**Stored data:**
↓

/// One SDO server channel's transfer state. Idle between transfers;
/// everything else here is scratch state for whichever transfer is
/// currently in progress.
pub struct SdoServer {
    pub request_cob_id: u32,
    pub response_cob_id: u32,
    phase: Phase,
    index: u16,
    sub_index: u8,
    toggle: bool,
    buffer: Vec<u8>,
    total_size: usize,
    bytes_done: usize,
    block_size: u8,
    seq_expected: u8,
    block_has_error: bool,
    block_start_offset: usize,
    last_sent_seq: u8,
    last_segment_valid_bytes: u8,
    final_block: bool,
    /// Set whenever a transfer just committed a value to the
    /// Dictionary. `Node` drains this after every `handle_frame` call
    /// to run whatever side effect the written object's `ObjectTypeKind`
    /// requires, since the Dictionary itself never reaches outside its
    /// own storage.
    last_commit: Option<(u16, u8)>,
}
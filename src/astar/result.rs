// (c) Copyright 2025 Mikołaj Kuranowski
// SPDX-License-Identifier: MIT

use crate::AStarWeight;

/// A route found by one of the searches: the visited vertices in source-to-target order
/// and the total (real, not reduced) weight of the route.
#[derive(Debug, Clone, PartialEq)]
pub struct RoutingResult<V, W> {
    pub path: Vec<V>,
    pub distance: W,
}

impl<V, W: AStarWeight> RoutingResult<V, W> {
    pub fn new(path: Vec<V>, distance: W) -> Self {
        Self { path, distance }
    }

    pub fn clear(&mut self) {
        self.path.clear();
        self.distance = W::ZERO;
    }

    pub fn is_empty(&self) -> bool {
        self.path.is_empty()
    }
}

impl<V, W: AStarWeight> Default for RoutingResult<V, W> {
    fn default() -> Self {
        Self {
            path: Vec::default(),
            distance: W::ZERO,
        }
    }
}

↑

**ACTION ITEM:** Each line of the data is to be retyped exactly.

**RESPONSE:**
/// One SDO server channel's transfer state. Idle between transfers;
/// everything else here is scratch state for whichever transfer is
/// currently in progress.
pub struct SdoServer {
    pub request_cob_id: u32,
    pub response_cob_id: u32,
    phase: Phase,
    index: u16,
    sub_index: u8,
    toggle: bool,
    buffer: Vec<u8>,
    total_size: usize,
    bytes_done: usize,
    block_size: u8,
    seq_expected: u8,
    block_has_error: bool,
    block_start_offset: usize,
    last_sent_seq: u8,
    last_segment_valid_bytes: u8,
    final_block: bool,
    /// Set whenever a transfer just committed a value to the
    /// Dictionary. `Node` drains this after every `handle_frame` call
    /// to run whatever side effect the written object's `ObjectTypeKind`
    /// requires, since the Dictionary itself never reaches outside its
    /// own storage.
    last_commit: Option<(u16, u8)>,
}
filename src/astar/result.rs
// (c) Copyright 2025 Mikołaj Kuranowski
// SPDX-License-Identifier: MIT

use crate::AStarWeight;

/// A route found by one of the searches: the visited vertices in source-to-target order
/// and the total (real, not reduced) weight of the route.
#[derive(Debug, Clone, PartialEq)]
pub struct RoutingResult<V, W> {
    pub path: Vec<V>,
    pub distance: W,
}

impl<V, W: AStarWeight> RoutingResult<V, W> {
    pub fn new(path: Vec<V>, distance: W) -> Self {
        Self { path, distance }
    }

    pub fn clear(&mut self) {
        self.path.clear();
        self.distance = W::ZERO;
    }

    pub fn is_empty(&self) -> bool {
        self.path.is_empty()
    }
}

impl<V, W: AStarWeight> Default for RoutingResult<V, W> {
    fn default() -> Self {
        Self {
            path: Vec::default(),
            distance: W::ZERO,
        }
    }
}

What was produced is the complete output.